Los festejos por el campeonato mundial de fútbol son un hecho extraordinario, quién puede dudarlo; nunca se habían reunido cinco millones de personas exultantes, celebrando a un grupo de pibes que habían hecho su trabajo muy bien.
Pero los argentinos conocen de antes el oficio de hinchada entusiasta. Leyendo el libro de Enzo Luna El capitán Espora me sorprende la noticia de que la costa de nuestro Río de la Plata fue una especie de coliseo romano, donde la escasa flota del almirante Brown se batió a bombazo limpio contra 30 naves del imperio de Brasil, que amenazaban con bombardear Buenos Aires. Desde las azoteas y campanarios de la costa los habitantes miraban con inquietud los desplazamientos de una fragata, tres corbetas, cinco bergantines, doce goletas y nueve cañoneras. Se acercaban a “Los pozos”, unas depresiones naturales del río cercanas al fondeadero de la flota republicana. Era el 11 de junio de 1826. Brown y sus oficiales (entre ellos Espora, Rosales –que había regresado prontamente de una misión a Montevideo- y Francisco Seguí) salieron a su encuentro.
102 cañones y 850 patriotas debían enfrentar a 266, de mayor calibre y a 2.350 enemigos, respectivamente, con ganas de quedarse a vivir en Buenos Aires. El presidente Rivadavia, el comandante Zapiola, Benito Goyena y Balcarce opinaron, desde la prolijidad de sus escritorios, que la desproporción en las fuerzas era demasiada; por señales le ordenan al irlandés que incendie la flota propia. Brown desobedece y forma un arco con las naves (una fragata, tres bergantines y seis cañoneras) en cuyo extremo norte se vislumbra la iglesia de la Recoleta. Desde una cañonera y con una bocina alienta a los argentinos con una proclama que termina con las palabras: “Confianza en la victoria, disciplina y tres vivas a la patria. Fuego rasante, el pueblo nos contempla”, ordena a los comandantes de la flota por telégrafo de señales.
Y 12.000 personas aunaron sus gritos de aliento desde la costa, volaron sombreros y pañuelos. Ellos y hasta el enemigo endiosaban a Brown, enorme estratega naval pero, sobretodo, un valiente. En esa época tiene 49 años.

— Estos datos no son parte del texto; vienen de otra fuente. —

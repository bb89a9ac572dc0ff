//! Imagery thumbnails, manual fetch and change detection payloads.

use super::{non_empty, opt_number, opt_string_or_number};
use serde::{Deserialize, Serialize};

/// Placeholder for an unknown owner.
pub const UNKNOWN_OWNER: &str = "Unknown";

/// Tags marking the two scenes compared by change detection.
#[derive(Debug, Clone, Copy, PartialEq, Eq)]
pub enum ImageTag {
    ManualOld,
    ManualNew,
}

impl ImageTag {
    pub fn as_str(&self) -> &'static str {
        match self {
            ImageTag::ManualOld => "manual_old",
            ImageTag::ManualNew => "manual_new",
        }
    }
}

/// One entry of `GET /api/images`.
#[derive(Debug, Clone, Default, Serialize, Deserialize, PartialEq, Eq)]
pub struct ImageItem {
    #[serde(default)]
    pub tag: Option<String>,
    #[serde(default)]
    pub image: Option<String>,
    #[serde(default)]
    pub display_image: Option<String>,
    #[serde(default)]
    pub timestamp: Option<String>,
}

impl ImageItem {
    pub fn has_tag(&self, tag: ImageTag) -> bool {
        self.tag.as_deref() == Some(tag.as_str())
    }

    /// Base64 PNG payload, preferring `display_image`.
    pub fn base64_png(&self) -> Option<&str> {
        non_empty(self.display_image.as_deref()).or_else(|| non_empty(self.image.as_deref()))
    }

    /// `data:` URI usable as an image source.
    pub fn data_uri(&self) -> Option<String> {
        self.base64_png()
            .map(|b64| format!("data:image/png;base64,{b64}"))
    }
}

/// First item carrying `tag`.
pub fn find_tagged(items: &[ImageItem], tag: ImageTag) -> Option<&ImageItem> {
    items.iter().find(|item| item.has_tag(tag))
}

/// `POST /api/fetch/manual`
#[derive(Debug, Clone, Serialize, Deserialize, PartialEq, Eq)]
pub struct ManualFetchRequest {
    pub start_date: String,
    pub end_date: String,
}

/// Parcel ownership attached to a detection, as returned by the land-record lookup.
#[derive(Debug, Clone, Default, Serialize, Deserialize, PartialEq, Eq)]
pub struct OwnerInfo {
    #[serde(default, deserialize_with = "opt_string_or_number")]
    pub owner_name: Option<String>,
    #[serde(default, deserialize_with = "opt_string_or_number")]
    pub owner: Option<String>,
    #[serde(default, deserialize_with = "opt_string_or_number")]
    pub khasra_no: Option<String>,
    #[serde(default, deserialize_with = "opt_string_or_number")]
    pub property_id: Option<String>,
    #[serde(default, deserialize_with = "opt_string_or_number")]
    pub address: Option<String>,
}

impl OwnerInfo {
    pub fn display_name(&self) -> &str {
        non_empty(self.owner_name.as_deref())
            .or_else(|| non_empty(self.owner.as_deref()))
            .unwrap_or(UNKNOWN_OWNER)
    }
}

/// A detected change. Only the owner is read; the rest stays raw JSON.
#[derive(Debug, Clone, Default, Serialize, Deserialize, PartialEq)]
pub struct Anomaly {
    #[serde(default)]
    pub owner: OwnerInfo,
    #[serde(flatten)]
    pub extra: serde_json::Map<String, serde_json::Value>,
}

/// Result of `GET /api/detect`.
#[derive(Debug, Clone, Default, Serialize, Deserialize, PartialEq)]
pub struct DetectionResult {
    #[serde(default)]
    pub ok: Option<bool>,
    #[serde(default)]
    pub detected: bool,
    #[serde(default)]
    pub mask_path: Option<String>,
    #[serde(default)]
    pub anomalies: Vec<Anomaly>,
    #[serde(default)]
    pub error: Option<String>,
}

impl DetectionResult {
    /// Owner of the first anomaly.
    pub fn owner_name(&self) -> &str {
        self.anomalies
            .first()
            .map(|a| a.owner.display_name())
            .unwrap_or(UNKNOWN_OWNER)
    }

    /// User-facing summary of the detection.
    pub fn summary(&self) -> String {
        if !self.detected {
            return "No illegal construction detected.".to_string();
        }
        format!(
            "Illegal construction detected!\nOwner: {}\nMask: {}",
            self.owner_name(),
            non_empty(self.mask_path.as_deref()).unwrap_or("-"),
        )
    }
}

/// One ward of `GET /api/detect/hotspots`, with a risk score in `0..=1`.
#[derive(Debug, Clone, Default, Serialize, Deserialize, PartialEq)]
pub struct Hotspot {
    #[serde(default, deserialize_with = "opt_string_or_number")]
    pub ward: Option<String>,
    #[serde(default, deserialize_with = "opt_number")]
    pub risk: Option<f64>,
}

impl Hotspot {
    /// Risk as a whole percentage, `-` when unknown.
    pub fn risk_label(&self) -> String {
        match self.risk {
            Some(risk) => format!("{:.0}%", risk * 100.0),
            None => "-".to_string(),
        }
    }
}

#[derive(Debug, Clone, Default, Serialize, Deserialize, PartialEq)]
pub struct HotspotsEnvelope {
    #[serde(default)]
    pub ok: Option<bool>,
    #[serde(default)]
    pub hotspots: Vec<Hotspot>,
}

#[cfg(test)]
mod tests {
    use super::*;

    #[test]
    fn test_find_tagged_and_data_uri() {
        let items: Vec<ImageItem> = serde_json::from_str(
            r#"[
                {"tag": "manual_old", "image": "AAA"},
                {"tag": "manual_new", "image": "BBB", "display_image": "CCC"}
            ]"#,
        )
        .unwrap();

        let old = find_tagged(&items, ImageTag::ManualOld).unwrap();
        assert_eq!(old.data_uri().as_deref(), Some("data:image/png;base64,AAA"));
        let new = find_tagged(&items, ImageTag::ManualNew).unwrap();
        assert_eq!(new.data_uri().as_deref(), Some("data:image/png;base64,CCC"));
    }

    #[test]
    fn test_item_without_payload_has_no_uri() {
        let item = ImageItem {
            tag: Some("manual_old".to_string()),
            ..Default::default()
        };
        assert!(item.data_uri().is_none());
    }

    #[test]
    fn test_detection_summary() {
        let result: DetectionResult = serde_json::from_str(
            r#"{"detected": true, "mask_path": "masks/m1.png",
                "anomalies": [{"owner": {"owner_name": "Demo Owner", "khasra_no": "123/45"}}]}"#,
        )
        .unwrap();
        assert_eq!(
            result.summary(),
            "Illegal construction detected!\nOwner: Demo Owner\nMask: masks/m1.png"
        );
    }

    #[test]
    fn test_numeric_land_record_fields_decode() {
        let result: DetectionResult = serde_json::from_str(
            r#"{"detected": true, "mask_path": "masks/m2.png",
                "anomalies": [{"type": "new_structure", "severity": "high", "area_m2": "120",
                               "owner": {"owner_name": "Demo Owner", "khasra_no": 783, "property_id": 4401}}]}"#,
        )
        .unwrap();
        let owner = &result.anomalies[0].owner;
        assert_eq!(owner.khasra_no.as_deref(), Some("783"));
        assert_eq!(owner.property_id.as_deref(), Some("4401"));
        assert_eq!(
            result.summary(),
            "Illegal construction detected!\nOwner: Demo Owner\nMask: masks/m2.png"
        );
    }

    #[test]
    fn test_detection_summary_none_found() {
        let result: DetectionResult =
            serde_json::from_str(r#"{"detected": false, "anomalies": []}"#).unwrap();
        assert_eq!(result.summary(), "No illegal construction detected.");
    }

    #[test]
    fn test_detection_without_owner() {
        let result = DetectionResult {
            detected: true,
            ..Default::default()
        };
        assert_eq!(result.summary(), "Illegal construction detected!\nOwner: Unknown\nMask: -");
    }

    #[test]
    fn test_hotspots_decode_and_label() {
        let envelope: HotspotsEnvelope = serde_json::from_str(
            r#"{"ok": true, "hotspots": [{"ward": 12, "risk": 0.83}, {"ward": "3", "risk": "0.5"}, {"ward": 7}]}"#,
        )
        .unwrap();
        let labels: Vec<(Option<&str>, String)> = envelope
            .hotspots
            .iter()
            .map(|h| (h.ward.as_deref(), h.risk_label()))
            .collect();
        assert_eq!(
            labels,
            vec![
                (Some("12"), "83%".to_string()),
                (Some("3"), "50%".to_string()),
                (Some("7"), "-".to_string()),
            ]
        );
    }
}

Los disparos de los cañones llenaron de humo negro la zona del combate, la gente de las azoteas ya no pudo saber quién se imponía a quién, el estruendo era ensordecedor, caían los mástiles quebrantados por bombas encadenadas, la mayoría de las velas eran inútiles y agujereados paños, las cubiertas del bando brasilero se poblaban de cadáveres o sus restos.
El río sufre una pronunciada bajante y a las 16.20 la flota brasileña empieza a alejarse. El júbilo en la costa es indescriptible, también la preocupación de esposas, hermanos y amigos por la suerte de sus héroes queridos. La gente se precipita al agua fría y marrón. El vecino John Billinghurst, famoso por su corpulencia, se acerca con su carro a la embarcación que trae de regreso a Brown, lo levanta como a un muñeco y lo sienta en el precario carruaje. Ya cerca de la orilla, desengancha los caballos y él mismo hace el trabajo de las bestias. Entre cantos y vítores, el irlandés es llevado en andas hasta el fuerte. Le transmite al presidente que las bajas han sido pocas pero que habrá que reparar la flota. Por el relato de Luna me entero que, esa misma noche, Brown va al teatro con su esposa. Me resulta increíble la vida de esta gente, que puede pasar, casi sin transición, de un combate feroz donde su vida ha peligrado, a la delectación burguesa del arte.
Los franceses Juan Douville y el pintor Lainé agotan el stock de 2.000 litografías de Brown, que se venden en la calle de La Piedad. Las comparaciones con nuestro último festejo son inevitables.
Es bueno saber por qué esa calle detrás del Congreso se llama Combate de los Pozos.